■ What is required
Write out again, exactly, the lines below starting at the one with "resolved connection values." and ending at the one with "let host = self.ssh_host().ok_or_else(||".

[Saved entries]
Segment Open

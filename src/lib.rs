//! Core library for the `nodekeeper` database node orchestrator.
//!
//! The crate drives the lifecycle of database cluster nodes (create,
//! provision, configure, control, destroy) plus day-two maintenance such as
//! reboots, instance type changes, SSH key rotation, and certificate
//! rotation. Machine work is delegated to three collaborators: a
//! [`CloudApi`] that owns instances, a [`TaskExecutor`] that runs playbooks,
//! and a [`RemoteShell`] that runs commands and copies files over SSH.
//!
//! Every failure is an [`OpsError`] classified as recoverable (worth
//! retrying the whole operation) or fatal.

pub mod certs;
pub mod cloud;
pub mod config;
pub mod context;
pub mod credentials;
pub mod error;
pub mod executor;
pub mod failure;
pub mod host;
pub mod lifecycle;
pub mod process;
pub mod reachability;
pub mod retry;
pub mod ssh;
pub mod test_support;

pub use certs::{CertRotateAction, CertificateRequest, CertificateStore, RemoteCertificateStore};
pub use cloud::{CliCloudApi, CliCloudError, CloudApi, CloudFuture};
pub use config::{OpsConfig, OpsConfigError};
pub use context::{ConnectionContext, NodeTarget};
pub use credentials::{KeyEdit, KeyOutcome};
pub use error::{ErrorKind, OpsError};
pub use executor::{AnsibleError, AnsibleExecutor, TaskExecutor, TaskOutput};
pub use failure::ConsoleLogCapture;
pub use host::{HostInfo, ServerType};
pub use lifecycle::Orchestrator;
pub use process::{CommandOutput, CommandRunner, ProcessCommandRunner, SpawnError};
pub use reachability::HostWaiter;
pub use retry::{Backoff, RetryPolicy, retry_recoverable};
pub use ssh::{RemoteCommandOutput, RemoteShell, SshClient, SshConfig, SshEndpoint, SshError};
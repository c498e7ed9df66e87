//! Per-invocation connection state and the caller's view of a target node.
//!
//! A [`ConnectionContext`] is owned by exactly one orchestration call. Steps
//! add variables to it as they learn more about the node; the same map is
//! handed to the task executor as its variable set.

use std::collections::BTreeMap;

use camino::Utf8PathBuf;
use serde::Serialize;
use serde_json::{Map, Value};

use crate::config::OpsConfig;
use crate::error::OpsError;
use crate::host::{HostInfo, ServerType};
use crate::ssh::SshEndpoint;

/// Context key holding the SSH host.
pub const SSH_HOST: &str = "ssh_host";
/// Context key holding the resolved SSH port.
pub const SSH_PORT: &str = "ssh_port";
/// Context key holding the SSH login user.
pub const SSH_USER: &str = "ssh_user";
/// Context key holding the private key path.
pub const PRIVATE_KEY_FILE: &str = "private_key_file";
/// Context key holding the SSH2 flag.
pub const SSH2_ENABLED: &str = "ssh2_enabled";

/// Ordered variable map for one orchestration invocation.
#[derive(Clone, Debug, Default, Eq, PartialEq, Serialize)]
#[serde(transparent)]
pub struct ConnectionContext {
    vars: BTreeMap<String, Value>,
}

impl ConnectionContext {
    /// Creates an empty context.
    #[must_use]
    pub fn new() -> Self {
        Self::default()
    }

    /// Sets `key`, replacing any earlier value.
    pub fn set(&mut self, key: impl Into<String>, value: impl Into<Value>) {
        self.vars.insert(key.into(), value.into());
    }

    /// Looks up a raw value.
    #[must_use]
    pub fn get(&self, key: &str) -> Option<&Value> {
        self.vars.get(key)
    }

    /// Looks up a string value.
    #[must_use]
    pub fn get_str(&self, key: &str) -> Option<&str> {
        self.vars.get(key).and_then(Value::as_str)
    }

    /// Removes `key`, returning the previous value.
    pub fn remove(&mut self, key: &str) -> Option<Value> {
        self.vars.remove(key)
    }

    /// Merges every entry of `other` into this context.
    pub fn extend(&mut self, other: impl IntoIterator<Item = (String, Value)>) {
        self.vars.extend(other);
    }

    /// Borrows the underlying variables.
    #[must_use]
    pub const fn vars(&self) -> &BTreeMap<String, Value> {
        &self.vars
    }

    /// Renders the variables as a JSON object.
    #[must_use]
    pub fn to_json(&self) -> Value {
        Value::Object(self.vars.clone().into_iter().collect::<Map<_, _>>())
    }

    /// SSH host, once a host snapshot has been applied.
    #[must_use]
    pub fn ssh_host(&self) -> Option<&str> {
        self.get_str(SSH_HOST)
    }

    /// Resolved SSH port, if any.
    #[must_use]
    pub fn ssh_port(&self) -> Option<u16> {
        self.vars
            .get(SSH_PORT)
            .and_then(Value::as_u64)
            .and_then(|port| u16::try_from(port).ok())
    }

    /// Records the resolved SSH port.
    pub fn set_ssh_port(&mut self, port: u16) {
        self.set(SSH_PORT, port);
    }

    /// SSH login user.
    #[must_use]
    pub fn ssh_user(&self) -> Option<&str> {
        self.get_str(SSH_USER)
    }

    /// Private key path, if one was supplied.
    #[must_use]
    pub fn private_key_file(&self) -> Option<Utf8PathBuf> {
        self.get_str(PRIVATE_KEY_FILE).map(Utf8PathBuf::from)
    }

    /// Whether the SSH2 clients are in use.
    #[must_use]
    pub fn ssh2_enabled(&self) -> bool {
        self.vars
            .get(SSH2_ENABLED)
            .and_then(Value::as_bool)
            .unwrap_or(false)
    }

    /// Points the context at `host`, selecting `port` for SSH.
    pub fn apply_address(&mut self, host: &HostInfo, port: u16) {
        self.set(SSH_HOST, host.private_ip.clone());
        self.set_ssh_port(port);
    }

    /// Records placement details of `host` for the task executor.
    pub fn apply_host_info(&mut self, host: &HostInfo, cloud_name: &str) {
        self.set("private_ip", host.private_ip.clone());
        self.set(
            "public_ip",
            host.public_ip.clone().map_or(Value::Null, Value::from),
        );
        self.set("placement_cloud", cloud_name);
        self.set("placement_region", host.region.clone());
        self.set("placement_zone", host.zone.clone());
        self.set("instance_name", host.name.clone());
        self.set("instance_type", host.instance_type.clone());
    }

    /// Builds an endpoint from the resolved connection values.
    ///
    /// # Errors
    ///
    /// Returns [`OpsError::UnresolvedConnection`] when the host, port, or
    /// user has not been resolved yet.
    pub fn endpoint(&self) -> Result<SshEndpoint, OpsError> {
        let host = self.ssh_host().ok_or_else(|| unresolved(SSH_HOST))?;
        let port = self.ssh_port().ok_or_else(|| unresolved(SSH_PORT))?;
        let user = self.ssh_user().ok_or_else(|| unresolved(SSH_USER))?;
        Ok(SshEndpoint::new(host, port, user)
            .with_private_key(self.private_key_file())
            .with_ssh2(self.ssh2_enabled()))
    }

    /// Best-effort `user@host:port` label for messages.
    #[must_use]
    pub fn endpoint_label(&self) -> String {
        format!(
            "{}@{}:{}",
            self.ssh_user().unwrap_or("?"),
            self.ssh_host().unwrap_or("?"),
            self.ssh_port()
                .map_or_else(|| String::from("?"), |port| port.to_string())
        )
    }
}

fn unresolved(field: &str) -> OpsError {
    OpsError::UnresolvedConnection {
        field: field.to_owned(),
    }
}

/// Caller-supplied description of the node an operation targets.
#[derive(Clone, Debug, PartialEq)]
pub struct NodeTarget {
    /// Instance identifier used for host lookups.
    pub name: String,
    /// Role the caller expects the node to play.
    pub server_type: ServerType,
    /// Login user for SSH.
    pub ssh_user: String,
    /// Port the node should end up listening on for SSH.
    pub custom_ssh_port: u16,
    /// Private key used to reach the node.
    pub private_key_file: Option<Utf8PathBuf>,
    /// Whether the node only speaks SSH2.
    pub ssh2_enabled: bool,
    /// Executor tags to run.
    pub tags: Option<String>,
    /// Executor tags to skip.
    pub skip_tags: Option<String>,
    /// Additional variables forwarded to the task executor.
    pub extra_vars: BTreeMap<String, Value>,
}

impl NodeTarget {
    /// Describes `name` using the configured SSH defaults.
    pub fn new(name: impl Into<String>, config: &OpsConfig) -> Self {
        Self {
            name: name.into(),
            server_type: ServerType::cluster(),
            ssh_user: config.default_ssh_user.clone(),
            custom_ssh_port: config.default_ssh_port,
            private_key_file: config.private_key_file.as_deref().map(Utf8PathBuf::from),
            ssh2_enabled: false,
            tags: None,
            skip_tags: None,
            extra_vars: BTreeMap::new(),
        }
    }

    /// Sets the expected server type.
    #[must_use]
    pub fn with_server_type(mut self, server_type: ServerType) -> Self {
        self.server_type = server_type;
        self
    }

    /// Sets the SSH user.
    #[must_use]
    pub fn with_ssh_user(mut self, user: impl Into<String>) -> Self {
        self.ssh_user = user.into();
        self
    }

    /// Sets the custom SSH port.
    #[must_use]
    pub const fn with_custom_ssh_port(mut self, port: u16) -> Self {
        self.custom_ssh_port = port;
        self
    }

    /// Sets the private key.
    #[must_use]
    pub fn with_private_key_file(mut self, key: Option<Utf8PathBuf>) -> Self {
        self.private_key_file = key;
        self
    }

    /// Enables the SSH2 clients.
    #[must_use]
    pub const fn with_ssh2(mut self, enabled: bool) -> Self {
        self.ssh2_enabled = enabled;
        self
    }

    /// Sets executor tags.
    #[must_use]
    pub fn with_tags(mut self, tags: Option<String>) -> Self {
        self.tags = tags;
        self
    }

    /// Adds one extra variable for the task executor.
    #[must_use]
    pub fn with_var(mut self, key: impl Into<String>, value: impl Into<Value>) -> Self {
        self.extra_vars.insert(key.into(), value.into());
        self
    }

    /// Seeds a fresh context with the caller's arguments.
    ///
    /// The SSH port starts at the custom port; steps that need the default
    /// port overwrite it through [`ConnectionContext::apply_address`].
    #[must_use]
    pub fn base_context(&self) -> ConnectionContext {
        let mut ctx = ConnectionContext::new();
        ctx.extend(self.extra_vars.clone());
        ctx.set("instance_name", self.name.clone());
        ctx.set("server_type", self.server_type.as_str());
        ctx.set(SSH_USER, self.ssh_user.clone());
        ctx.set("custom_ssh_port", self.custom_ssh_port);
        ctx.set_ssh_port(self.custom_ssh_port);
        ctx.set(
            PRIVATE_KEY_FILE,
            self.private_key_file
                .as_ref()
                .map_or(Value::Null, |key| Value::from(key.as_str())),
        );
        ctx.set(SSH2_ENABLED, self.ssh2_enabled);
        ctx.set(
            "tags",
            self.tags.clone().map_or(Value::Null, Value::from),
        );
        ctx.set(
            "skip_tags",
            self.skip_tags.clone().map_or(Value::Null, Value::from),
        );
        ctx
    }

    /// Endpoint for this node at `host` and `port` using the caller's key.
    #[must_use]
    pub fn endpoint_at(&self, host: &HostInfo, port: u16) -> SshEndpoint {
        SshEndpoint::new(host.private_ip.clone(), port, self.ssh_user.clone())
            .with_private_key(self.private_key_file.clone())
            .with_ssh2(self.ssh2_enabled)
    }
}

#[cfg(test)]
mod tests {
    use super::*;
    use crate::test_support::{sample_host, test_config};

    #[test]
    fn endpoint_requires_resolved_host() {
        let target = NodeTarget::new("db-n1", &test_config());
        let ctx = target.base_context();
        assert_eq!(
            ctx.endpoint(),
            Err(OpsError::UnresolvedConnection {
                field: String::from(SSH_HOST)
            })
        );
    }

    #[test]
    fn apply_address_resolves_endpoint() {
        let target = NodeTarget::new("db-n1", &test_config())
            .with_private_key_file(Some(Utf8PathBuf::from("/keys/a.pem")));
        let mut ctx = target.base_context();
        ctx.apply_address(&sample_host("db-n1", true), 22);

        let endpoint = ctx
            .endpoint()
            .unwrap_or_else(|err| panic!("endpoint should resolve: {err}"));
        assert_eq!(endpoint.port(), 22);
        assert_eq!(endpoint.private_key_file().map(|key| key.as_str()), Some("/keys/a.pem"));
        assert_eq!(ctx.endpoint_label(), endpoint.to_string());
    }

    #[test]
    fn missing_port_is_reported() {
        let mut ctx = ConnectionContext::new();
        ctx.set(SSH_HOST, "10.0.0.5");
        ctx.set(SSH_USER, "centos");
        assert_eq!(
            ctx.endpoint(),
            Err(OpsError::UnresolvedConnection {
                field: String::from(SSH_PORT)
            })
        );
    }

    #[test]
    fn base_context_carries_caller_vars() {
        let target = NodeTarget::new("db-n1", &test_config())
            .with_custom_ssh_port(2222)
            .with_var("mount_points", "/mnt/d0");
        let ctx = target.base_context();
        assert_eq!(ctx.ssh_port(), Some(2222));
        assert_eq!(ctx.get_str("mount_points"), Some("/mnt/d0"));
        assert_eq!(ctx.get_str("server_type"), Some("cluster-server"));
        assert!(!ctx.ssh2_enabled());
    }
}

Segment Closed

■ Exercise result
    /// Builds an endpoint from the resolved connection values.
    ///
    /// # Errors
    ///
    /// Returns [`OpsError::UnresolvedConnection`] when the host, port, or
    /// user has not been resolved yet.
    pub fn endpoint(&self) -> Result<SshEndpoint, OpsError> {
        let host = self.ssh_host().ok_or_else(|| unresolved(SSH_HOST))?;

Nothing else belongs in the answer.